Learning How to Drive Standard

A few men have tried to teach me how to drive standard, Dad was the first. He bought me an old Bronco when I was 17 and after my panic on trying to drive it with the standard, he gave me a new automatic Nissan Sentra that was mom's and bought her a minivan. When I was in Germany, my ex was frustrated that I couldn't drive standard, because German's don't drive automatics. He tried teaching me, and it ended in a mix of German and rapid Kurdish cursing when I almost drove into this big pit. His uncle was just going to give me a crappy car to drive around, but ended up giving me his BMW because out of the dozens of cars that he had, it was the only automatic. I was nervous driving such an expensive car in a foreign land, not knowing what street signs meant. I went down a wrong way on a one way street and some German guy was honking at me crazy and yelling at me. I just apologized for being American and went on my way.

Yesterday Cowboy pulled over on one of the millions of gravel roads out here in Wyoming that seem to lead to nowhere. Told me it was my turn to drive. I climbed up on his side of the large diesel Dodge a little nervous, but there wasn't anything to hit really. He smoked more cigarettes than normal I noticed, one right after the other in fact as I drove around. First I learned where the gears were, it is a little hard to remember when driving, sometimes I would forget which gear I was in already even. He kept reminding me to shift my gears with a calm "I think you need to shift now." He calls the gas pedal the throttle and I kept forgetting what a throttle was as he told me with a slightly elevated voice to take my foot off of it when I switched gears every few minutes. My hands were so sweaty, I kept wiping them on my jeans. I had to turn off the heater, I was pretty hot and nervous, like I was driving on ice. Then I decided to stop to try the low gears again, but I made the mistake of stopping on a large hill. The truck slid back down backwards as he was sternly telling me to let off the clutch as I pressed down on the throttle, his cigarette in hand. After I managed to get the truck up to 6th gear again a little later, he told me that the gravel roads were just like ice and I should be careful. Hands got sweaty again as I shifted down a gear to not go so fast.

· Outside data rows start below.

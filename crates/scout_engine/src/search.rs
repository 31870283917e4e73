use std::collections::HashSet;
use std::time::Duration;

use engine_logging::{engine_debug, engine_info};
use tokio_util::sync::CancellationToken;
use url::Url;

use crate::listing::{parse_job_cards, parse_posting_details, JobCard, PostingDetails};
use crate::loader::PageLoader;
use crate::query::experience_code;
use crate::source::{EventSink, ScrapeSource};
use crate::{FailureKind, JobPosting, ScrapeError, ScrapeEvent, ScrapeQuery};

const SEARCH_PATH: &str = "jobs-guest/jobs/api/seeMoreJobPostings/search";
const POSTING_PATH: &str = "jobs-guest/jobs/api/jobPosting/";

#[derive(Debug, Clone)]
pub struct SearchSettings {
    pub base_url: String,
    /// Pause between consecutive requests to stay under the site's rate limit.
    pub slow_mo: Duration,
    pub fetch_descriptions: bool,
    /// Hard stop on paging per location, in case the site keeps returning cards.
    pub max_pages: usize,
}

impl Default for SearchSettings {
    fn default() -> Self {
        Self {
            base_url: "https://www.linkedin.com/".to_string(),
            slow_mo: Duration::from_secs(2),
            fetch_descriptions: true,
            max_pages: 40,
        }
    }
}

/// Pages through the public job search and emits one item per listing.
pub struct JobSearchSource<L> {
    loader: L,
    settings: SearchSettings,
}

impl<L: PageLoader> JobSearchSource<L> {
    pub fn new(loader: L, settings: SearchSettings) -> Self {
        Self { loader, settings }
    }

    pub fn search_url(
        &self,
        query: &ScrapeQuery,
        location: &str,
        start: usize,
    ) -> Result<Url, ScrapeError> {
        let mut url = self.endpoint(SEARCH_PATH)?;
        {
            let mut pairs = url.query_pairs_mut();
            pairs.append_pair("keywords", &query.keyword);
            if !location.is_empty() {
                pairs.append_pair("location", location);
            }
            if !query.filters.experience.is_empty() {
                let codes: Vec<_> = query
                    .filters
                    .experience
                    .iter()
                    .map(|level| experience_code(*level))
                    .collect();
                pairs.append_pair("f_E", &codes.join(","));
            }
            if !query.filters.job_types.is_empty() {
                let codes: Vec<_> = query.filters.job_types.iter().map(|t| t.code()).collect();
                pairs.append_pair("f_JT", &codes.join(","));
            }
            pairs.append_pair("sortBy", query.filters.relevance.sort_code());
            pairs.append_pair("start", &start.to_string());
        }
        Ok(url)
    }

    pub fn posting_url(&self, job_id: &str) -> Result<Url, ScrapeError> {
        self.endpoint(&format!("{POSTING_PATH}{job_id}"))
    }

    fn endpoint(&self, path: &str) -> Result<Url, ScrapeError> {
        let mut base = self.settings.base_url.clone();
        if !base.ends_with('/') {
            base.push('/');
        }
        Url::parse(&base)
            .and_then(|base| base.join(path))
            .map_err(|err| ScrapeError::new(FailureKind::InvalidUrl, err.to_string()))
    }

    /// Sleeps `slow_mo`. Returns `false` if the run was cancelled meanwhile.
    async fn pause(&self, cancel: &CancellationToken) -> bool {
        if self.settings.slow_mo.is_zero() {
            return !cancel.is_cancelled();
        }
        tokio::select! {
            () = cancel.cancelled() => false,
            () = tokio::time::sleep(self.settings.slow_mo) => true,
        }
    }

    async fn load(&self, url: &Url, cancel: &CancellationToken) -> Result<String, ScrapeError> {
        tokio::select! {
            () = cancel.cancelled() => Err(ScrapeError::new(FailureKind::Cancelled, url.to_string())),
            result = self.loader.load(url) => result,
        }
    }

    async fn collect(&self, query: &ScrapeQuery, sink: &dyn EventSink, cancel: &CancellationToken) {
        let mut emitted = 0;
        let mut requests = 0usize;
        let mut seen = HashSet::new();

        for location in &query.locations {
            let mut start = query.page_offset;
            for page in 0..self.settings.max_pages {
                if emitted >= query.limit || cancel.is_cancelled() {
                    return;
                }
                if requests > 0 && !self.pause(cancel).await {
                    return;
                }
                requests += 1;

                let cards = match self.search_page(query, location, start, cancel).await {
                    Ok(cards) => cards,
                    Err(err) if err.kind == FailureKind::Cancelled => return,
                    Err(err) => {
                        sink.emit(ScrapeEvent::Error(err)).await;
                        break;
                    }
                };
                if cards.is_empty() {
                    engine_info!("No more listings for {:?} after page {}", location, page);
                    break;
                }
                start += cards.len();

                for card in cards {
                    if emitted >= query.limit || cancel.is_cancelled() {
                        return;
                    }
                    if query.skip_promoted && card.promoted {
                        engine_debug!("Skipping promoted listing {}", card.link);
                        continue;
                    }
                    if !card.job_id.is_empty() && !seen.insert(card.job_id.clone()) {
                        continue;
                    }

                    let details = if self.settings.fetch_descriptions {
                        if !self.pause(cancel).await {
                            return;
                        }
                        requests += 1;
                        match self.posting_details(&card, cancel).await {
                            Ok(details) => details,
                            Err(err) if err.kind == FailureKind::Cancelled => return,
                            Err(err) => {
                                sink.emit(ScrapeEvent::Error(err)).await;
                                continue;
                            }
                        }
                    } else {
                        PostingDetails::default()
                    };

                    if !sink.emit(ScrapeEvent::Item(into_posting(card, details))).await {
                        return;
                    }
                    emitted += 1;
                }
            }
        }
    }

    async fn search_page(
        &self,
        query: &ScrapeQuery,
        location: &str,
        start: usize,
        cancel: &CancellationToken,
    ) -> Result<Vec<JobCard>, ScrapeError> {
        let url = self.search_url(query, location, start)?;
        engine_debug!("Loading search page {}", url);
        let html = self.load(&url, cancel).await?;
        Ok(parse_job_cards(&html))
    }

    async fn posting_details(
        &self,
        card: &JobCard,
        cancel: &CancellationToken,
    ) -> Result<PostingDetails, ScrapeError> {
        if card.job_id.is_empty() {
            return Err(ScrapeError::new(
                FailureKind::Parse,
                format!("no job id for {}", card.link),
            ));
        }
        let url = self.posting_url(&card.job_id)?;
        let html = self.load(&url, cancel).await?;
        Ok(parse_posting_details(&html))
    }
}

fn into_posting(card: JobCard, details: PostingDetails) -> JobPosting {
    JobPosting {
        job_id: card.job_id,
        title: card.title,
        company: card.company,
        link: card.link,
        place: card.place,
        description: details.description,
        date: card.date,
        seniority: details.seniority,
    }
}

#[async_trait::async_trait]
impl<L: PageLoader> ScrapeSource for JobSearchSource<L> {
    async fn run(&self, query: ScrapeQuery, sink: &dyn EventSink, cancel: CancellationToken) {
        match self.loader.open().await {
            Ok(()) => self.collect(&query, sink, &cancel).await,
            Err(err) => {
                sink.emit(ScrapeEvent::Error(err)).await;
            }
        }
        self.loader.close().await;
        sink.emit(ScrapeEvent::End).await;
    }
}
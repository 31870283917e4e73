use std::fmt;

/// One job card as delivered by a scrape source.
#[derive(Debug, Clone, PartialEq, Eq, Default)]
pub struct JobPosting {
    pub job_id: String,
    pub title: String,
    pub company: String,
    pub link: String,
    pub place: String,
    pub description: String,
    pub date: String,
    /// Seniority criterion shown on the posting, if the source found one.
    pub seniority: Option<String>,
}

/// The three callbacks a scrape engine talks through.
#[derive(Debug, Clone, PartialEq, Eq)]
pub enum ScrapeEvent {
    Item(JobPosting),
    Error(ScrapeError),
    End,
}

#[derive(Debug, Clone, PartialEq, Eq)]
pub struct ScrapeError {
    pub kind: FailureKind,
    pub message: String,
}

impl ScrapeError {
    pub fn new(kind: FailureKind, message: impl Into<String>) -> Self {
        Self {
            kind,
            message: message.into(),
        }
    }
}

impl fmt::Display for ScrapeError {
    fn fmt(&self, f: &mut fmt::Formatter<'_>) -> fmt::Result {
        write!(f, "{}: {}", self.kind, self.message)
    }
}

impl std::error::Error for ScrapeError {}

#[derive(Debug, Clone, PartialEq, Eq)]
pub enum FailureKind {
    InvalidUrl,
    HttpStatus(u16),
    Timeout,
    Network,
    Parse,
    Driver,
    Cancelled,
}

impl fmt::Display for FailureKind {
    fn fmt(&self, f: &mut fmt::Formatter<'_>) -> fmt::Result {
        match self {
            FailureKind::InvalidUrl => write!(f, "invalid url"),
            FailureKind::HttpStatus(code) => write!(f, "http status {code}"),
            FailureKind::Timeout => write!(f, "timeout"),
            FailureKind::Network => write!(f, "network error"),
            FailureKind::Parse => write!(f, "unexpected page content"),
            FailureKind::Driver => write!(f, "browser driver error"),
            FailureKind::Cancelled => write!(f, "cancelled"),
        }
    }
}

pub(crate) fn map_reqwest_error(err: reqwest::Error) -> ScrapeError {
    if err.is_timeout() {
        return ScrapeError::new(FailureKind::Timeout, err.to_string());
    }
    ScrapeError::new(FailureKind::Network, err.to_string())
}
use std::thread;
use std::time::{Duration, Instant};

use engine_logging::{engine_debug, engine_info, engine_warn};
use scout_core::{update, Effect, Msg, ResultRow, RunLimits, RunState, RunStatus, RunViewModel};

use crate::{RunHandle, ScrapeError};

#[derive(Debug, Clone)]
pub struct ReporterSettings {
    pub tick: Duration,
    /// Give up (and cancel the source) after this long. `None` waits indefinitely.
    pub max_wait: Option<Duration>,
}

impl Default for ReporterSettings {
    fn default() -> Self {
        Self {
            tick: Duration::from_secs(1),
            max_wait: Some(Duration::from_secs(15 * 60)),
        }
    }
}

/// Frontends implement this to show a run while it progresses.
pub trait ProgressRenderer {
    fn render(&mut self, view: &RunViewModel);

    /// Called once when the full target has been collected.
    fn export_ready(&mut self, _view: &RunViewModel) {}
}

/// A renderer that draws nothing.
pub struct NullRenderer;

impl ProgressRenderer for NullRenderer {
    fn render(&mut self, _view: &RunViewModel) {}
}

#[derive(Debug, Clone, PartialEq, Eq)]
pub struct RunReport {
    pub rows: Vec<ResultRow>,
    pub target_count: usize,
    /// Non-fatal source errors seen during the run.
    pub errors: Vec<ScrapeError>,
    pub elapsed: Duration,
}

#[derive(Debug, thiserror::Error)]
pub enum RunFailure {
    #[error("timed out after {:?} with {} of {} rows", .report.elapsed, .report.rows.len(), .report.target_count)]
    TimedOut { report: RunReport },
    #[error("source finished with {} of {} rows", .report.rows.len(), .report.target_count)]
    Exhausted { report: RunReport },
    #[error("run cancelled with {} of {} rows", .report.rows.len(), .report.target_count)]
    Cancelled { report: RunReport },
}

impl RunFailure {
    /// Whatever was collected before the run stopped.
    pub fn report(&self) -> &RunReport {
        match self {
            RunFailure::TimedOut { report }
            | RunFailure::Exhausted { report }
            | RunFailure::Cancelled { report } => report,
        }
    }

    pub fn into_report(self) -> RunReport {
        match self {
            RunFailure::TimedOut { report }
            | RunFailure::Exhausted { report }
            | RunFailure::Cancelled { report } => report,
        }
    }
}

/// Polls `run` every `settings.tick` on the calling thread until it completes,
/// the source gives out, the run is cancelled, or `max_wait` passes.
pub fn poll_until_complete(
    run: &RunHandle,
    settings: &ReporterSettings,
    renderer: &mut dyn ProgressRenderer,
) -> Result<RunReport, RunFailure> {
    let started = Instant::now();
    let limits = RunLimits {
        max_wait: settings.max_wait,
    };
    let mut state = RunState::new(run.run_id(), run.request().clone(), limits);
    let mut tick: u64 = 0;

    loop {
        engine_logging::set_poll_tick(tick);
        let observation = run.observe(state.collected(), started.elapsed());
        let (next, mut effects) = update(state, Msg::Observed(observation));
        state = next;
        // Rows observed this tick are kept before the cancel lands.
        if run.cancel_requested() {
            let (next, more) = update(state, Msg::CancelRequested);
            state = next;
            effects.extend(more);
        }

        let mut export_ready = false;
        for effect in effects {
            match effect {
                Effect::CancelSource => {
                    engine_warn!("Run {} cancelling source", run.run_id());
                    run.cancel();
                }
                Effect::ExportReady => export_ready = true,
            }
        }

        if state.consume_dirty() {
            let view = state.view();
            engine_debug!("Run {}: {}/{} rows", run.run_id(), view.collected, view.target);
            renderer.render(&view);
            if export_ready {
                renderer.export_ready(&view);
            }
        }

        if state.status().is_terminal() {
            break;
        }
        thread::sleep(settings.tick);
        tick += 1;
    }

    engine_logging::clear_poll_tick();
    let report = RunReport {
        rows: state.rows().to_vec(),
        target_count: state.target(),
        errors: run.errors(),
        elapsed: state.elapsed(),
    };
    engine_info!(
        "Run {} ended {:?} after {} ticks: {} rows, {} errors",
        run.run_id(),
        state.status(),
        tick,
        report.rows.len(),
        report.errors.len()
    );

    match state.status() {
        RunStatus::Complete => Ok(report),
        RunStatus::TimedOut => Err(RunFailure::TimedOut { report }),
        RunStatus::Exhausted => Err(RunFailure::Exhausted { report }),
        RunStatus::Cancelled => Err(RunFailure::Cancelled { report }),
        // The loop above only exits on a terminal status.
        RunStatus::Running => Err(RunFailure::Cancelled { report }),
    }
}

Then there was the black fluffy cow right in the middle of the road, it was just staring at me as my truck sped towards it. I forgot how to brake and panicked. It took a little while as Cowboy reminded me how, and I stopped in time. The cow walked off the road slowly, and Cowboy said "The worst that could of happened is that you would of hit it, then we would have prime rib tonight." Right after the cow, there was this herd of pronghorn standing next to the road, and I didn't know if they were going to run in front of me or what. Cowboy said they were cockroaches and it would be fine if I hit them. They never moved though as I crept by them. After that, I was worn out from the stress, and Cowboy took over driving again. I didn't think I could drive in the city just yet. He drove me out to some of the coal mines to show them to me.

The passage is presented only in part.